◆ Data for review ◆

•••

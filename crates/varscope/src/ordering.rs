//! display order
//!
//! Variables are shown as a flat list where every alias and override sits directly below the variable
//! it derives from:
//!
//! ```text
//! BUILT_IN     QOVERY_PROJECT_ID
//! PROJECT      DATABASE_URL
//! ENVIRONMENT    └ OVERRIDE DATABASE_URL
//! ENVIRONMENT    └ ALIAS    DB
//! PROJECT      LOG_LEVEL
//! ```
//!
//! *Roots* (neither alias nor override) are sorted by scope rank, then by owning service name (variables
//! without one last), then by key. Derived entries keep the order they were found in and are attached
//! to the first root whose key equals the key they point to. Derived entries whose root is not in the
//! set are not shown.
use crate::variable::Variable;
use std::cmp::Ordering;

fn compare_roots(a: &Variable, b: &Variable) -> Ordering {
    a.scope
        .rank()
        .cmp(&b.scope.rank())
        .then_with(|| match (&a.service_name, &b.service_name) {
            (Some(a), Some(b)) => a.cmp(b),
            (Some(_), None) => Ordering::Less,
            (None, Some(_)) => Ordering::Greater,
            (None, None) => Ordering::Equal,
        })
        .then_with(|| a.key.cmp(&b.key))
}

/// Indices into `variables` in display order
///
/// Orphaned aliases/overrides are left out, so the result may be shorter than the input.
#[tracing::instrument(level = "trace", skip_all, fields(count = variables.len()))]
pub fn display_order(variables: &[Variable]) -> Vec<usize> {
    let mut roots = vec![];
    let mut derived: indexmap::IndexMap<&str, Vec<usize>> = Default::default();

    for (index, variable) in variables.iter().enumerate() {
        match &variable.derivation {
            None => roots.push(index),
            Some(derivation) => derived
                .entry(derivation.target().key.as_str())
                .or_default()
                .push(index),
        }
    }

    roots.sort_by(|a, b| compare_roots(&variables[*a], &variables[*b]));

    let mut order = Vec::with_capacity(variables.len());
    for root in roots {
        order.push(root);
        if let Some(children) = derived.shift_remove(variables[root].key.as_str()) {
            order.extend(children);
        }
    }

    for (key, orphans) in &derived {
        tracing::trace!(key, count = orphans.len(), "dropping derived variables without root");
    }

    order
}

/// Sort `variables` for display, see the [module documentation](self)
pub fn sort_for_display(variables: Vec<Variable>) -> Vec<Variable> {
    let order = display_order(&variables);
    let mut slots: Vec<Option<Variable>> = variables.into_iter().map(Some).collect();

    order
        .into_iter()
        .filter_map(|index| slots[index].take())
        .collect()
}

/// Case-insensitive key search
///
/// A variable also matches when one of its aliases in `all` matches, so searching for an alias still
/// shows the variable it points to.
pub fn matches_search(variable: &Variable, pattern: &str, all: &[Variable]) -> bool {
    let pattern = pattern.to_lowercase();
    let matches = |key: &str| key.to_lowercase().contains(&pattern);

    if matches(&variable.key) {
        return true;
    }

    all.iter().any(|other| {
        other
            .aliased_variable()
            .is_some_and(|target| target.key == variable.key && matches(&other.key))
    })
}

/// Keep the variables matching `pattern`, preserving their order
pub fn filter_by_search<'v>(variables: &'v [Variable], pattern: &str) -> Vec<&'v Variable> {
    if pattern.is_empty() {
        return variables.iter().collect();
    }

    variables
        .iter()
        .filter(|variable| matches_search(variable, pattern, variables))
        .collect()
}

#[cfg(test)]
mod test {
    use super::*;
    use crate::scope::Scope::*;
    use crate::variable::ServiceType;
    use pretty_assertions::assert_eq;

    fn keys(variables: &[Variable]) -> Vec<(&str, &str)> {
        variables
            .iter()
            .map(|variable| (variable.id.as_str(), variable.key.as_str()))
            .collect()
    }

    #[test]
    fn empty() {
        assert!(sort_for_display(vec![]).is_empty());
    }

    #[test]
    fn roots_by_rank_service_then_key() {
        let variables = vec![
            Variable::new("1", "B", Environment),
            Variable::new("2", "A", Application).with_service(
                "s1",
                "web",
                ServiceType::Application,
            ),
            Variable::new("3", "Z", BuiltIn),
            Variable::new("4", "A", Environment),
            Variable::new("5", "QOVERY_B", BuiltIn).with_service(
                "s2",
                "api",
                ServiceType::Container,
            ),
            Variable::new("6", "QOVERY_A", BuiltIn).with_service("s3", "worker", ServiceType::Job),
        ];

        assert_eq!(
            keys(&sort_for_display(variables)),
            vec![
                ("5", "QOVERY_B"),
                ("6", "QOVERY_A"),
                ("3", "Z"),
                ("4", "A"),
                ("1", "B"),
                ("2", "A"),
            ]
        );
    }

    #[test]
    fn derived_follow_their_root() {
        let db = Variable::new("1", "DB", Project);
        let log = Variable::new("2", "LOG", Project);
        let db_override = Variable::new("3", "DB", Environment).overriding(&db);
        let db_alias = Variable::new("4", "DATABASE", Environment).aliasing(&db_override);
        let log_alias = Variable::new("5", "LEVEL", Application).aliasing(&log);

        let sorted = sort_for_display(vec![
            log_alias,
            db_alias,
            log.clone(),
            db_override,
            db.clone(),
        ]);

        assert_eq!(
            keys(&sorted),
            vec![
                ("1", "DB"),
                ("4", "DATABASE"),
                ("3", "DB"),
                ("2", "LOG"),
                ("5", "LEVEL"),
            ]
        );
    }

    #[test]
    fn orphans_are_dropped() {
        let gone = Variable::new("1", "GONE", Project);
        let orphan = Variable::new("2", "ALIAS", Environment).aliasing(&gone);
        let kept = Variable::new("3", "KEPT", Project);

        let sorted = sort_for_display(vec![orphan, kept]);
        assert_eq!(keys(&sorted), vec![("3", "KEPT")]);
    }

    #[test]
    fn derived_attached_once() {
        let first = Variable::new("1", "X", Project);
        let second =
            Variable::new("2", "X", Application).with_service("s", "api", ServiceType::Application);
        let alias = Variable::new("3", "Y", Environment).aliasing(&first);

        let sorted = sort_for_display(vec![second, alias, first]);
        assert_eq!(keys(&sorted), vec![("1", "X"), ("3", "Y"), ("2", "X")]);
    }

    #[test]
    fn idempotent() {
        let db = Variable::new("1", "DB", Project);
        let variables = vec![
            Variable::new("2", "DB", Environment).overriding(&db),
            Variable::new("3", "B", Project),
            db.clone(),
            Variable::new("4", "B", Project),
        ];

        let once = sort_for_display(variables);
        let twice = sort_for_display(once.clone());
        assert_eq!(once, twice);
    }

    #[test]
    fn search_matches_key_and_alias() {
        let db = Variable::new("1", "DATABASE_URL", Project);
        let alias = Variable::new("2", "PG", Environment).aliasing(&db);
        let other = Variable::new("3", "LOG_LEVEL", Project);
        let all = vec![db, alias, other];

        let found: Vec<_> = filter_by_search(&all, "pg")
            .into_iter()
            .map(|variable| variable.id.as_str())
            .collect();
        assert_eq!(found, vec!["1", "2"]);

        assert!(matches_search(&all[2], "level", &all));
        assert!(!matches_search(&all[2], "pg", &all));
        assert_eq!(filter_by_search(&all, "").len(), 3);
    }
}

•••

◆ Assignment ◆
The first line of the records and every line down to the line with "let mut order" must be quoted exactly; leave out all else.

◆ Task result ◆
filename crates/varscope/src/ordering.rs
//! display order
//!
//! Variables are shown as a flat list where every alias and override sits directly below the variable
//! it derives from:
//!
//! ```text
//! BUILT_IN     QOVERY_PROJECT_ID
//! PROJECT      DATABASE_URL
//! ENVIRONMENT    └ OVERRIDE DATABASE_URL
//! ENVIRONMENT    └ ALIAS    DB
//! PROJECT      LOG_LEVEL
//! ```
//!
//! *Roots* (neither alias nor override) are sorted by scope rank, then by owning service name (variables
//! without one last), then by key. Derived entries keep the order they were found in and are attached
//! to the first root whose key equals the key they point to. Derived entries whose root is not in the
//! set are not shown.
use crate::variable::Variable;
use std::cmp::Ordering;

fn compare_roots(a: &Variable, b: &Variable) -> Ordering {
    a.scope
        .rank()
        .cmp(&b.scope.rank())
        .then_with(|| match (&a.service_name, &b.service_name) {
            (Some(a), Some(b)) => a.cmp(b),
            (Some(_), None) => Ordering::Less,
            (None, Some(_)) => Ordering::Greater,
            (None, None) => Ordering::Equal,
        })
        .then_with(|| a.key.cmp(&b.key))
}

/// Indices into `variables` in display order
///
/// Orphaned aliases/overrides are left out, so the result may be shorter than the input.
#[tracing::instrument(level = "trace", skip_all, fields(count = variables.len()))]
pub fn display_order(variables: &[Variable]) -> Vec<usize> {
    let mut roots = vec![];
    let mut derived: indexmap::IndexMap<&str, Vec<usize>> = Default::default();

    for (index, variable) in variables.iter().enumerate() {
        match &variable.derivation {
            None => roots.push(index),
            Some(derivation) => derived
                .entry(derivation.target().key.as_str())
                .or_default()
                .push(index),
        }
    }

    roots.sort_by(|a, b| compare_roots(&variables[*a], &variables[*b]));

    let mut order = Vec::with_capacity(variables.len());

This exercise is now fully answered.